A strange phenomenon to initialize struct with GNU C++'s Compound Literals (maybe UB?)

Question

#include <cstdio> // GCC C++17
struct node{int x;}a[5];
signed main()
{
    int i=1;
    a[++i]=(node){i};
    for(int i=0;i<5;++i)printf("%d ",a[i].x);
}

Since C++17, a[++i]=i is not a UB.

According to Sequenced-before rules,

a[++i]=i is equivalent to a[i+1]=i, i+=1 . (in C++17)

But why does the above code run output 0 0 2 0 0 instead of 0 0 1 0 0 ?

When I try:

#include <cstdio> // GCC C++17
struct node{int x;node(){x=0;}node(int _x){x=_x;}}a[5];
signed main()
{
    int i=1;
    a[++i]=node(i);
    for(int i=0;i<5;++i)printf("%d ",a[i].x);
}

there is no such problem, output 0 0 1 0 0 .

I read the GNU documentation but I can't find valid information.

So what is going on?

Answer 1

When i use prefix operator++ „0 0 2 0 0” is exacly what i expect.

Answer 2

I'd say it's a compiler bug. I tried your code with clang 13.0.0 and it produced the output you wanted. Same with icx 3.0.

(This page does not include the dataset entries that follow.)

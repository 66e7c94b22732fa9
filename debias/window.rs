use std::collections::{BTreeMap, VecDeque};

const SIGN_BIT: u64 = 1 << 63;

/// Maps an `f64` to a `u64` whose unsigned order matches `f64::total_cmp`.
#[inline]
fn order_key(value: f64) -> u64 {
    let bits = value.to_bits();
    if bits & SIGN_BIT != 0 {
        !bits
    } else {
        bits ^ SIGN_BIT
    }
}

#[inline]
fn from_order_key(key: u64) -> f64 {
    if key & SIGN_BIT != 0 {
        f64::from_bits(key ^ SIGN_BIT)
    } else {
        f64::from_bits(!key)
    }
}

/// Ordered multiset of floats with O(log n) insert, remove and extreme queries.
#[derive(Debug, Default)]
struct Multiset {
    counts: BTreeMap<u64, usize>,
    len: usize,
}

impl Multiset {
    fn insert(&mut self, key: u64) {
        *self.counts.entry(key).or_insert(0) += 1;
        self.len += 1;
    }

    fn remove(&mut self, key: u64) -> bool {
        match self.counts.get_mut(&key) {
            Some(count) if *count > 1 => *count -= 1,
            Some(_) => {
                self.counts.remove(&key);
            }
            None => return false,
        }
        self.len -= 1;
        true
    }

    fn first(&self) -> Option<u64> {
        self.counts.keys().next().copied()
    }

    fn last(&self) -> Option<u64> {
        self.counts.keys().next_back().copied()
    }

    fn pop_first(&mut self) -> Option<u64> {
        let key = self.first()?;
        self.remove(key);
        Some(key)
    }

    fn pop_last(&mut self) -> Option<u64> {
        let key = self.last()?;
        self.remove(key);
        Some(key)
    }
}

/// Median of the most recent `capacity` pushed values.
///
/// The lower half lives in `low`, the upper half in `high`; `low` holds the extra element when
/// the count is odd. With an even count the median is the mean of the two middle values.
#[derive(Debug)]
pub struct MovingMedian {
    capacity: usize,
    recent: VecDeque<f64>,
    low: Multiset,
    high: Multiset,
}

impl MovingMedian {
    /// `capacity` is clamped to at least one value.
    pub fn new(capacity: usize) -> Self {
        let capacity = capacity.max(1);
        Self {
            capacity,
            recent: VecDeque::with_capacity(capacity),
            low: Multiset::default(),
            high: Multiset::default(),
        }
    }

    pub fn capacity(&self) -> usize {
        self.capacity
    }

    pub fn len(&self) -> usize {
        self.recent.len()
    }

    pub fn is_empty(&self) -> bool {
        self.recent.is_empty()
    }

    /// Adds `value`, evicting the oldest value once the window is full.
    pub fn push(&mut self, value: f64) {
        if self.recent.len() == self.capacity {
            if let Some(oldest) = self.recent.pop_front() {
                let key = order_key(oldest);
                if !self.low.remove(key) {
                    self.high.remove(key);
                }
            }
        }

        let key = order_key(value);
        let belongs_low = match self.low.last() {
            Some(top) => key <= top,
            None => self.high.first().is_none_or(|bottom| key <= bottom),
        };
        if belongs_low {
            self.low.insert(key);
        } else {
            self.high.insert(key);
        }
        self.recent.push_back(value);
        self.rebalance();
    }

    fn rebalance(&mut self) {
        while self.low.len > self.high.len + 1 {
            if let Some(key) = self.low.pop_last() {
                self.high.insert(key);
            }
        }
        while self.high.len > self.low.len {
            if let Some(key) = self.high.pop_first() {
                self.low.insert(key);
            }
        }
    }

    /// `None` until the first push.
    pub fn median(&self) -> Option<f64> {
        let low = from_order_key(self.low.last()?);
        if self.low.len > self.high.len {
            return Some(low);
        }
        let high = from_order_key(self.high.first()?);
        Some(0.5 * (low + high))
    }
}

#[cfg(test)]
mod tests {
    use super::*;
    use rand::rngs::StdRng;
    use rand::{Rng, SeedableRng};

    fn brute_force_median(values: &[f64]) -> f64 {
        let mut sorted = values.to_vec();
        sorted.sort_by(f64::total_cmp);
        let n = sorted.len();
        if n % 2 == 1 {
            sorted[n / 2]
        } else {
            0.5 * (sorted[n / 2 - 1] + sorted[n / 2])
        }
    }

    #[test]
    fn order_key_round_trips_and_preserves_order() {
        let values = [-3.5, -0.0, 0.0, 1e-300, 2.0, f64::INFINITY, f64::NEG_INFINITY];
        for &v in &values {
            assert_eq!(from_order_key(order_key(v)).to_bits(), v.to_bits());
        }
        for &a in &values {
            for &b in &values {
                assert_eq!(order_key(a).cmp(&order_key(b)), a.total_cmp(&b));
            }
        }
    }

    #[test]
    fn median_is_none_before_first_push() {
        let window = MovingMedian::new(3);
        assert!(window.is_empty());
        assert_eq!(window.median(), None);
    }

    #[test]
    fn growing_window_reports_running_median() {
        let mut window = MovingMedian::new(5);
        window.push(4.0);
        assert_eq!(window.median(), Some(4.0));
        window.push(1.0);
        assert_eq!(window.median(), Some(2.5));
        window.push(3.0);
        assert_eq!(window.median(), Some(3.0));
    }

    #[test]
    fn full_window_evicts_oldest() {
        let mut window = MovingMedian::new(3);
        for v in [10.0, 1.0, 2.0, 3.0] {
            window.push(v);
        }
        assert_eq!(window.len(), 3);
        assert_eq!(window.median(), Some(2.0));
    }

    #[test]
    fn duplicates_are_tracked_individually() {
        let mut window = MovingMedian::new(3);
        for v in [5.0, 5.0, 5.0, 1.0, 1.0] {
            window.push(v);
        }
        assert_eq!(window.median(), Some(1.0));
    }

    #[test]
    fn matches_sorting_on_random_stream() {
        let mut rng = StdRng::seed_from_u64(0xD0_5E);
        for capacity in [1_usize, 2, 4, 7, 16] {
            let mut window = MovingMedian::new(capacity);
            let mut history = Vec::new();
            for _ in 0..200 {
                let value = (rng.gen_range(-50..50) as f64) * 0.25;
                window.push(value);
                history.push(value);
                let start = history.len().saturating_sub(capacity);
                assert_eq!(window.median(), Some(brute_force_median(&history[start..])));
            }
        }
    }
}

But as have been pointed out in comments, compound literals are not a part of C++17 standard, so you cannot really expect this to work at all by just looking at the standard.

Answer 3

I don't think that it's a bug. When writing A = B where A is an object, you are calling the function operator=() generated by the compiler and the first parameter of this function is this . So you should look for the evaluation order of function parameters (which is undefined).